前言
由前面博客我们知道了SparkSql整个解析流程如下:
- sqlText 经过 SqlParser 解析成 Unresolved LogicalPlan;
- analyzer 模块结合catalog进行绑定,生成 resolved LogicalPlan;
- optimizer 模块对 resolved LogicalPlan 进行优化,生成 optimized LogicalPlan;
- SparkPlan 将 LogicalPlan 转换成PhysicalPlan;
- prepareForExecution()将 PhysicalPlan 转换成可执行物理计划;
- 使用 execute()执行可执行物理计划;
详解optimizer 模块
optimizer 以及之后的模块都只会在触发了action操作后才会执行。优化器是用来将Resolved LogicalPlan转化为optimized LogicalPlan的。
optimizer 就是根据大佬们多年的SQL优化经验来对语法树进行优化,比如谓词下推、列值裁剪、常量累加等。优化的模式和Analyzer非常相近,Optimizer 同样继承了RuleExecutor
,并定义了很多优化的Rule:
def batches: Seq[Batch] = {
// Technically some of the rules in Finish Analysis are not optimizer rules and belong more
// in the analyzer, because they are needed for correctness (e.g.
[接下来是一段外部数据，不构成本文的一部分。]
use anyhow::Result;
use serenity::{
    builder::{CreateCommand, CreateCommandOption},
    model::{application::CommandOptionType, id::GuildId},
    prelude::Context,
};

/// Registra comandos globales
pub async fn register_global_commands(ctx: &Context) -> Result<()> {
    for command in all_commands() {
        ctx.http.create_global_command(&command).await?;
    }

    Ok(())
}

/// Registra comandos para una guild específica (desarrollo)
pub async fn register_guild_commands(ctx: &Context, guild_id: GuildId) -> Result<()> {
    guild_id.set_commands(&ctx.http, all_commands()).await?;

    Ok(())
}

fn all_commands() -> Vec<CreateCommand> {
    vec![join_command(), search_command(), leave_command()]
}

fn join_command() -> CreateCommand {
    CreateCommand::new("join").description("Conecta el bot a tu canal de voz")
}

fn search_command() -> CreateCommand {
    CreateCommand::new("search")
        .description("Busca canciones en el nodo de audio")
        .add_option(
            CreateCommandOption::new(CommandOptionType::String, "query", "Término de búsqueda")
                .required(true),
        )
        .add_option(
            CreateCommandOption::new(CommandOptionType::String, "source", "Fuente de búsqueda")
                .required(false)
                .add_string_choice("YouTube", "ytsearch")
                .add_string_choice("YouTube Music", "ytmsearch")
                .add_string_choice("SoundCloud", "scsearch"),
        )
}

fn leave_command() -> CreateCommand {
    CreateCommand::new("leave").description("Desconecta el bot del canal de voz")
}
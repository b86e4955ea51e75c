use anyhow::Result;
use open_music::{
    bot::{MusicBot, SongbirdGateway},
    config::Config,
    orchestrator::{Orchestrator, OrchestratorConfig},
};
use serenity::{model::gateway::GatewayIntents, Client};
use songbird::{SerenityInit, Songbird};
use std::sync::Arc;
use tracing::{error, info};

#[tokio::main]
async fn main() -> Result<()> {
    // Inicializar logging
    tracing_subscriber::fmt()
        .with_env_filter(
            tracing_subscriber::EnvFilter::from_default_env()
                .add_directive("open_music=debug".parse()?)
                .add_directive("serenity=info".parse()?)
                .add_directive("songbird=info".parse()?),
        )
        .init();

    info!("🎵 Iniciando Open Music Orchestrator v{}", env!("CARGO_PKG_VERSION"));

    // Cargar configuración
    let config = Config::load()?;
    info!("⚙️ {}", config.summary());

    // Songbird solo maneja el lado gateway de la voz
    let songbird = Songbird::serenity();
    let gateway = Arc::new(SongbirdGateway::new(Arc::clone(&songbird)));

    let orchestrator = Orchestrator::new(
        OrchestratorConfig::new(config.node.clone(), gateway)
            .with_event_capacity(config.event_buffer),
    )?;

    // Configurar intents mínimos necesarios
    let intents = GatewayIntents::GUILDS | GatewayIntents::GUILD_VOICE_STATES;

    let token = config.discord_token.clone();
    let handler = MusicBot::new(config, orchestrator.clone());

    let mut client = Client::builder(&token, intents)
        .event_handler(handler)
        .register_songbird_with(songbird)
        .await?;

    // Manejar shutdown graceful
    tokio::spawn(async move {
        if let Err(e) = tokio::signal::ctrl_c().await {
            error!("Error al registrar Ctrl+C: {:?}", e);
            return;
        }
        info!("⚠️ Señal de shutdown recibida, cerrando...");
        orchestrator.destroy();
        std::process::exit(0);
    });

    info!("🚀 Bot iniciado exitosamente");
    if let Err(why) = client.start().await {
        error!("Error al ejecutar cliente: {:?}", why);
    }

    Ok(())
}
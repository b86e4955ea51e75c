use serde::Deserialize;
use serde_json::Value;

use crate::events::SessionEventKind;
use crate::{OrchestratorError, Result};

/// Frame recibido por el socket persistente del nodo.
#[derive(Debug, Clone, PartialEq)]
pub(crate) enum NodeFrame {
    /// Handshake completo; trae el token de acceso para las llamadas REST.
    Ready { token: String },
    /// Error del nodo que no pertenece a ninguna guild.
    Error { message: String },
    Stats,
    Session {
        kind: SessionEventKind,
        guild_id: String,
        payload: Value,
    },
}

#[derive(Debug, Deserialize)]
struct FrameHeader {
    #[serde(rename = "type")]
    kind: String,
    #[serde(default, rename = "guildId")]
    guild_id: Option<Value>,
}

/// Decodifica un frame de texto.
///
/// Cualquier fallo es [`OrchestratorError::Protocol`]; quien llama lo registra y lo descarta.
/// Los campos distintos de `type` y `guildId` solo los lee el tipo de frame
/// al que pertenecen.
pub(crate) fn decode(text: &str) -> Result<NodeFrame> {
    let payload: Value = serde_json::from_str(text)
        .map_err(|e| OrchestratorError::Protocol(format!("invalid JSON: {}", e)))?;

    let header = FrameHeader::deserialize(&payload)
        .map_err(|e| OrchestratorError::Protocol(format!("missing frame header: {}", e)))?;

    match header.kind.as_str() {
        "READY" => {
            let token = payload
                .get("token")
                .and_then(Value::as_str)
                .filter(|t| !t.is_empty())
                .ok_or_else(|| OrchestratorError::Protocol("READY frame without token".into()))?;
            Ok(NodeFrame::Ready {
                token: token.to_string(),
            })
        }
        "ERROR" => {
            let message = match payload.get("message") {
                Some(Value::String(message)) => message.clone(),
                Some(Value::Null) | None => "unspecified node error".to_string(),
                Some(other) => other.to_string(),
            };
            Ok(NodeFrame::Error { message })
        }
        "STATS" => Ok(NodeFrame::Stats),
        other => {
            let kind = SessionEventKind::from_tag(other).ok_or_else(|| {
                OrchestratorError::Protocol(format!("unknown frame type {:?}", other))
            })?;
            let guild_id = header
                .guild_id
                .as_ref()
                .and_then(guild_id_string)
                .ok_or_else(|| {
                    OrchestratorError::Protocol(format!("{} frame without guildId", other))
                })?;

            Ok(NodeFrame::Session {
                kind,
                guild_id,
                payload,
            })
        }
    }
}

// Discord snowflakes may arrive as strings or numbers.
fn guild_id_string(value: &Value) -> Option<String> {
    match value {
        Value::String(s) if !s.is_empty() => Some(s.clone()),
        Value::Number(n) => Some(n.to_string()),
        _ => None,
    }
}

#[cfg(test)]
mod tests {
    use super::*;
    use serde_json::json;

    #[test]
    fn test_ready_frame() {
        let frame = decode(r#"{"type":"READY","token":"abc"}"#).unwrap();
        assert_eq!(frame, NodeFrame::Ready { token: "abc".into() });

        assert!(decode(r#"{"type":"READY"}"#).is_err());
    }

    #[test]
    fn test_session_frame_keeps_payload() {
        let raw = json!({"type": "TRACK_START", "guildId": "123", "track": {"title": "t1"}});
        let frame = decode(&raw.to_string()).unwrap();

        assert_eq!(
            frame,
            NodeFrame::Session {
                kind: SessionEventKind::TrackStart,
                guild_id: "123".into(),
                payload: raw,
            }
        );
    }

    #[test]
    fn test_numeric_guild_id() {
        let frame = decode(r#"{"type":"QUEUE_END","guildId":987654321}"#).unwrap();
        match frame {
            NodeFrame::Session { guild_id, kind, .. } => {
                assert_eq!(guild_id, "987654321");
                assert_eq!(kind, SessionEventKind::QueueEnd);
            }
            other => panic!("unexpected frame {:?}", other),
        }
    }

    #[test]
    fn test_malformed_frames_are_protocol_errors() {
        for text in [
            "not json",
            "[]",
            r#"{"guildId":"1"}"#,
            r#"{"type":"WHATEVER"}"#,
            r#"{"type":"TRACK_END"}"#,
        ] {
            assert!(
                matches!(decode(text), Err(OrchestratorError::Protocol(_))),
                "{} should be rejected",
                text
            );
        }
    }

    #[test]
    fn test_session_frame_with_structured_message() {
        let raw = json!({
            "type": "TRACK_ERROR",
            "guildId": "5",
            "message": {"severity": "fault", "cause": "decoder"},
            "token": 42
        });

        match decode(&raw.to_string()).unwrap() {
            NodeFrame::Session { kind, guild_id, payload } => {
                assert_eq!(kind, SessionEventKind::TrackError);
                assert_eq!(guild_id, "5");
                assert_eq!(payload, raw);
            }
            other => panic!("unexpected frame {:?}", other),
        }
    }

    #[test]
    fn test_error_frame_structured_message() {
        let frame = decode(r#"{"type":"ERROR","message":{"code":7}}"#).unwrap();
        assert_eq!(frame, NodeFrame::Error { message: r#"{"code":7}"#.into() });

        assert!(decode(r#"{"type":"READY","token":5}"#).is_err());
    }

    #[test]
    fn test_error_frame_default_message() {
        assert_eq!(
            decode(r#"{"type":"ERROR"}"#).unwrap(),
            NodeFrame::Error { message: "unspecified node error".into() }
        );
    }
}
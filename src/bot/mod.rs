//! # Bot Module
//!
//! Serenity front end for the orchestrator.
//!
//! [`MusicBot`] implements Serenity's [`EventHandler`] and:
//!
//! - registers the `/join`, `/search` and `/leave` slash commands
//! - initializes the [`Orchestrator`] once the bot's user id is known
//! - feeds voice server/state updates to the node
//! - announces node notifications in the session's text channel
//!
//! Gateway delivery of voice state payloads goes through [`SongbirdGateway`].

use anyhow::Result;
use serenity::{
    all::{ChannelId, Context, EventHandler, GuildId, Interaction, Ready, VoiceState},
    async_trait,
    http::Http,
    model::event::VoiceServerUpdateEvent,
};
use std::sync::{
    atomic::{AtomicBool, Ordering},
    Arc,
};
use tokio::sync::broadcast::error::RecvError;
use tracing::{debug, error, info, warn};

pub mod commands;
pub mod handlers;
pub mod voice;

pub use voice::SongbirdGateway;

use crate::{
    config::Config,
    events::{GatewayEvent, NodeEvent, OrchestratorEvent, SessionEvent, SessionEventKind},
    orchestrator::Orchestrator,
};

/// Handler de eventos de Discord que maneja el orquestador.
pub struct MusicBot {
    config: Arc<Config>,
    orchestrator: Orchestrator,
    announcer_started: AtomicBool,
}

impl MusicBot {
    pub fn new(config: Config, orchestrator: Orchestrator) -> Self {
        Self {
            config: Arc::new(config),
            orchestrator,
            announcer_started: AtomicBool::new(false),
        }
    }

    pub fn orchestrator(&self) -> &Orchestrator {
        &self.orchestrator
    }

    /// Registra los comandos slash en Discord.
    ///
    /// Por guild (con `GUILD_ID`) se propagan casi al instante; los globales
    /// pueden tardar hasta una hora.
    async fn register_commands(&self, ctx: &Context) -> Result<()> {
        info!("📝 Registrando comandos slash...");

        match self.config.guild_id {
            Some(guild_id) => {
                info!("🏠 Registrando comandos para guild específica: {}", guild_id);
                let guild_id = GuildId::new(guild_id);

                // Verificar que el bot esté en la guild
                if !ctx.cache.guilds().contains(&guild_id) {
                    warn!("⚠️ El bot no está en la guild especificada: {}", guild_id);
                    return Ok(());
                }

                commands::register_guild_commands(ctx, guild_id).await.map_err(|e| {
                    error!("❌ Error registrando comandos de guild: {:?}", e);
                    anyhow::anyhow!("No se pudieron registrar comandos de guild. Verifica que el bot tenga permisos de 'applications.commands' en la guild.")
                })?;
                info!("✅ Comandos de guild registrados para: {}", guild_id);
            }
            None => {
                info!("🌐 Registrando comandos globalmente");
                commands::register_global_commands(ctx).await.map_err(|e| {
                    error!("❌ Error registrando comandos globales: {:?}", e);
                    anyhow::anyhow!("No se pudieron registrar comandos globales. Verifica que el bot tenga permisos de 'applications.commands'.")
                })?;
                info!("✅ Comandos globales registrados");
            }
        }

        Ok(())
    }

    fn forward(&self, t: &str, d: serde_json::Value) {
        let raw = match GatewayEvent::dispatch(t, d).to_value() {
            Ok(raw) => raw,
            Err(e) => {
                warn!("No se pudo serializar {}: {:?}", t, e);
                return;
            }
        };
        if !self.orchestrator.forward_gateway_event(&raw) {
            debug!("Evento {} no enviado al nodo", t);
        }
    }
}

#[async_trait]
impl EventHandler for MusicBot {
    async fn ready(&self, ctx: Context, ready: Ready) {
        info!("🤖 {} está en línea!", ready.user.name);
        info!("📊 Conectado a {} servidores", ready.guilds.len());

        if let Err(e) = self.register_commands(&ctx).await {
            error!("Error al registrar comandos: {:?}", e);
        }

        // READY se repite tras cada reconexión del shard
        if !self.announcer_started.swap(true, Ordering::SeqCst) {
            let receiver = self.orchestrator.subscribe();
            let http = Arc::clone(&ctx.http);
            tokio::spawn(announce_events(receiver, http));
        }

        self.orchestrator.init(ready.user.id.to_string()).await;
    }

    async fn interaction_create(&self, ctx: Context, interaction: Interaction) {
        if let Interaction::Command(command_interaction) = interaction {
            if let Err(e) = handlers::handle_command(&ctx, command_interaction, self).await {
                error!("Error manejando comando: {:?}", e);
            }
        }
    }

    async fn voice_state_update(&self, ctx: Context, old: Option<VoiceState>, new: VoiceState) {
        match serde_json::to_value(&new) {
            Ok(d) => self.forward(crate::events::VOICE_STATE_UPDATE, d),
            Err(e) => warn!("No se pudo serializar VOICE_STATE_UPDATE: {:?}", e),
        }

        // Detectar si el bot fue desconectado
        let current_user_id = ctx.cache.current_user().id;
        if new.user_id == current_user_id && old.is_some() && new.channel_id.is_none() {
            if let Some(guild_id) = new.guild_id {
                info!("🔌 Bot desconectado en guild {}", guild_id);
                self.orchestrator.remove_session(&guild_id.to_string());
            }
        }
    }

    async fn voice_server_update(&self, _ctx: Context, event: VoiceServerUpdateEvent) {
        match serde_json::to_value(&event) {
            Ok(d) => self.forward(crate::events::VOICE_SERVER_UPDATE, d),
            Err(e) => warn!("No se pudo serializar VOICE_SERVER_UPDATE: {:?}", e),
        }
    }
}

/// Registra notificaciones del nodo y anuncia canciones en el canal de texto.
async fn announce_events(mut receiver: tokio::sync::broadcast::Receiver<OrchestratorEvent>, http: Arc<Http>) {
    loop {
        let event = match receiver.recv().await {
            Ok(event) => event,
            Err(RecvError::Lagged(skipped)) => {
                warn!("⚠️ Se perdieron {} notificaciones del orquestador", skipped);
                continue;
            }
            Err(RecvError::Closed) => break,
        };

        match event {
            OrchestratorEvent::Node(NodeEvent::Connected { node }) => {
                info!("🎼 Nodo {} conectado", node.identifier);
            }
            OrchestratorEvent::Node(NodeEvent::Disconnected { node, reason }) => {
                warn!("🔌 Nodo {} desconectado: {}", node.identifier, reason);
            }
            OrchestratorEvent::Node(NodeEvent::Error { node, error }) => {
                error!("❌ Error en nodo {}: {}", node.identifier, error);
            }
            OrchestratorEvent::Session(event) => {
                if let Some(content) = announcement(&event) {
                    let Some(channel_id) = event
                        .session
                        .text_channel_id()
                        .and_then(|id| id.parse::<u64>().ok())
                        .filter(|id| *id != 0)
                    else {
                        continue;
                    };

                    if let Err(e) = ChannelId::new(channel_id).say(&*http, content).await {
                        warn!("No se pudo anunciar en el canal {}: {:?}", channel_id, e);
                    }
                }
            }
        }
    }

    debug!("Canal de notificaciones cerrado");
}

/// Mensaje para anunciar un evento de sesión, si corresponde.
fn announcement(event: &SessionEvent) -> Option<String> {
    match event.kind {
        SessionEventKind::TrackStart => {
            let current = event.session.playback().current?;
            Some(format!(
                "🎵 Reproduciendo: **{}**",
                current.title().unwrap_or("Sin título")
            ))
        }
        SessionEventKind::TrackError => Some("❌ Error al reproducir la canción".to_string()),
        SessionEventKind::QueueEnd => Some("📭 La cola ha terminado".to_string()),
        SessionEventKind::TrackAdd | SessionEventKind::TrackEnd => None,
    }
}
ComputeCurrentTime).
// However, because we also use the analyzer to canonicalized queries (for view definition),
// we do not eliminate subqueries or compute current time in the analyzer.
Batch("Finish Analysis", Once,
EliminateSubqueryAliases,
EliminateView,
ReplaceExpressions,
ComputeCurrentTime,
GetCurrentDatabase(sessionCatalog),
RewriteDistinctAggregates,
ReplaceDeduplicateWithAggregate) ::